Por suerte te convocaron para participar de Pájaro de barro, la obra de Samuel Eichelbaum que se vio en el Teatro Regio del Complejo Teatral de Buenos Aires, uno de los mejores trabajos que te vi hacer. Tu personaje se cuestiona cómo ejercer el libre albedrío. Parecido a los personajes del principio de tu carrera, aunque ellos se cuestionaban cómo conseguir una cierta libertad. Volviendo al cine, ¿cuánto le debe, hoy, el cine latinoamericano a 25 watts?

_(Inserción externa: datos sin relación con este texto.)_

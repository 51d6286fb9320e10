//! Progress reporting for session actions.
//!
//! Every session action (load, filter change, report, export) runs one
//! synchronous pass and reports the stages it moves through. A UI can show
//! a progress bar; the CLI logs them.
//!
//! # Example
//!
//! ```rust,ignore
//! use expense_analysis::AnalysisSession;
//!
//! let session = AnalysisSession::builder()
//!     .on_progress(|update| {
//!         println!("[{:.0}%] {}", update.progress * 100.0, update.message);
//!     })
//!     .build()?;
//! ```

use serde::{Deserialize, Serialize};

/// Stages a session action passes through.
#[derive(Debug, Clone, Copy, PartialEq, Eq, Hash, Serialize, Deserialize)]
#[serde(rename_all = "snake_case")]
pub enum SessionStage {
    /// Reading and cleaning the uploaded file
    Loading,
    /// Applying the filter selection
    Filtering,
    /// Computing summaries and pivots
    Aggregating,
    /// Building chart specs
    Charting,
    /// Laying out and writing the PDF
    ReportAssembly,
    /// Writing CSV files
    Exporting,
    Complete,
    Failed,
}

impl SessionStage {
    /// Returns a human-readable name for the stage.
    pub fn display_name(&self) -> &'static str {
        match self {
            Self::Loading => "Loading Data",
            Self::Filtering => "Applying Filters",
            Self::Aggregating => "Aggregating",
            Self::Charting => "Building Charts",
            Self::ReportAssembly => "Generating Report",
            Self::Exporting => "Exporting CSV",
            Self::Complete => "Complete",
            Self::Failed => "Failed",
        }
    }

    /// Share of a full load pass (load, filter, aggregate, chart) this stage
    /// accounts for. Report and export actions run as their own pass.
    pub fn weight(&self) -> f32 {
        match self {
            Self::Loading => 0.40,
            Self::Filtering => 0.15,
            Self::Aggregating => 0.25,
            Self::Charting => 0.20,
            Self::ReportAssembly | Self::Exporting => 1.0,
            Self::Complete | Self::Failed => 0.0,
        }
    }

    /// Cumulative progress at the start of this stage.
    pub fn base_progress(&self) -> f32 {
        match self {
            Self::Loading => 0.0,
            Self::Filtering => 0.40,
            Self::Aggregating => 0.55,
            Self::Charting => 0.80,
            Self::ReportAssembly | Self::Exporting => 0.0,
            Self::Complete => 1.0,
            Self::Failed => 0.0,
        }
    }
}

/// One progress event.
#[derive(Debug, Clone, PartialEq, Serialize, Deserialize)]
pub struct ProgressUpdate {
    pub stage: SessionStage,

    /// Overall progress of the current action (0.0 - 1.0)
    pub progress: f32,

    /// Progress within the stage (0.0 - 1.0)
    pub stage_progress: f32,

    pub message: String,
}

impl ProgressUpdate {
    pub fn new(stage: SessionStage, stage_progress: f32, message: impl Into<String>) -> Self {
        let stage_progress = stage_progress.clamp(0.0, 1.0);
        let progress = stage.base_progress() + stage.weight() * stage_progress;
        Self {
            stage,
            progress: progress.clamp(0.0, 1.0),
            stage_progress,
            message: message.into(),
        }
    }

    pub fn complete(message: impl Into<String>) -> Self {
        Self {
            stage: SessionStage::Complete,
            progress: 1.0,
            stage_progress: 1.0,
            message: message.into(),
        }
    }

    pub fn failed(message: impl Into<String>) -> Self {
        Self {
            stage: SessionStage::Failed,
            progress: 0.0,
            stage_progress: 0.0,
            message: message.into(),
        }
    }
}

/// Receives progress updates from a session.
///
/// Implementations must be `Send + Sync` so a session can be moved to a
/// worker thread while the reporter forwards events to a UI.
pub trait ProgressReporter: Send + Sync {
    fn report(&self, update: ProgressUpdate);
}

/// Wrapper that implements [`ProgressReporter`] using a closure.
pub struct ClosureProgressReporter<F>
where
    F: Fn(ProgressUpdate) + Send + Sync,
{
    callback: F,
}

impl<F> ClosureProgressReporter<F>
where
    F: Fn(ProgressUpdate) + Send + Sync,
{
    pub fn new(callback: F) -> Self {
        Self { callback }
    }
}

impl<F> ProgressReporter for ClosureProgressReporter<F>
where
    F: Fn(ProgressUpdate) + Send + Sync,
{
    fn report(&self, update: ProgressUpdate) {
        (self.callback)(update);
    }
}

static_assertions::assert_impl_all!(ProgressUpdate: Send, Sync);

#[cfg(test)]
mod tests {
    use super::*;
    use std::sync::{Arc, Mutex};

    #[test]
    fn test_load_pass_weights_sum_to_one() {
        let total: f32 = [
            SessionStage::Loading,
            SessionStage::Filtering,
            SessionStage::Aggregating,
            SessionStage::Charting,
        ]
        .iter()
        .map(SessionStage::weight)
        .sum();
        assert!((total - 1.0).abs() < 1e-6);
    }

    #[test]
    fn test_progress_is_cumulative() {
        let update = ProgressUpdate::new(SessionStage::Aggregating, 0.5, "halfway");
        assert!((update.progress - 0.675).abs() < 1e-6);
        assert_eq!(update.stage_progress, 0.5);
    }

    #[test]
    fn test_progress_is_clamped() {
        let update = ProgressUpdate::new(SessionStage::Charting, 3.0, "over");
        assert_eq!(update.stage_progress, 1.0);
        assert_eq!(update.progress, 1.0);
    }

    #[test]
    fn test_standalone_stage_spans_full_range() {
        let update = ProgressUpdate::new(SessionStage::ReportAssembly, 1.0, "done");
        assert_eq!(update.progress, 1.0);
    }

    #[test]
    fn test_closure_reporter() {
        let seen = Arc::new(Mutex::new(Vec::new()));
        let sink = Arc::clone(&seen);
        let reporter = ClosureProgressReporter::new(move |update: ProgressUpdate| {
            sink.lock().unwrap().push(update.stage);
        });
        reporter.report(ProgressUpdate::new(SessionStage::Loading, 0.0, "start"));
        reporter.report(ProgressUpdate::complete("done"));
        assert_eq!(
            *seen.lock().unwrap(),
            vec![SessionStage::Loading, SessionStage::Complete]
        );
    }

    #[test]
    fn test_stage_serialization() {
        let json = serde_json::to_string(&SessionStage::ReportAssembly).unwrap();
        assert_eq!(json, "\"report_assembly\"");
    }
}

Bueno… Habría que ver también a quién le debe 25 watts. A un tipo de cine independiente yanqui, a los Kaurismäki… Me parece que las deudas con el tiempo quedan… ¿proscriptas, prescriptas…? Todos nos prestamos o nos robamos, sin saberlo, y cuando es sin conciencia es cuando se produce el acto creativo. Cuando es con conciencia ahí tenemos un robo [risas]. Pero me parece que 25 watts es una articulación con un cine que acá no tenía su traducción, y que encontró entre las ideas de Juan y Pablo, bien montevideanas y bien autobiográficas, y a través de cierto cine que les llamaba la atención y los atraía, como una propia traducción de sus historias y del clima de la época. En todo caso es un enclave… no, un cónclave, que después animó a que se hicieran películas con historias pequeñas o sencillas, y con los recursos que hubiera. Porque ellos empezaron a hacer esta experiencia con la claridad de que querían hacer algo con tiempo y con amor, aun si la terminábamos viendo en el living de alguna casa en VHS. Así la hicimos. Pero ahora, hoy en día, es muy difícil emprender un desafío así porque, por suerte, se ha creado una industria y conlleva que haya que organizarse, hay más sindicatos y, al mismo tiempo, para financiar una película, las vías están más bifurcadas entre lo que es entrar en el sistema o hacerlo por tus medios. Hoy hacerlo por tus medios es posible, pero el mercado está muy cerrado. En la época en la que hicimos 25 watts, una obra cinematográfica uruguaya generaba curiosidad. Pero hoy es más difícil ese camino. En aquel momento muchas personas se animaron también a hacer experiencias en ese sentido, y en eso sí me parece que fue disparadora.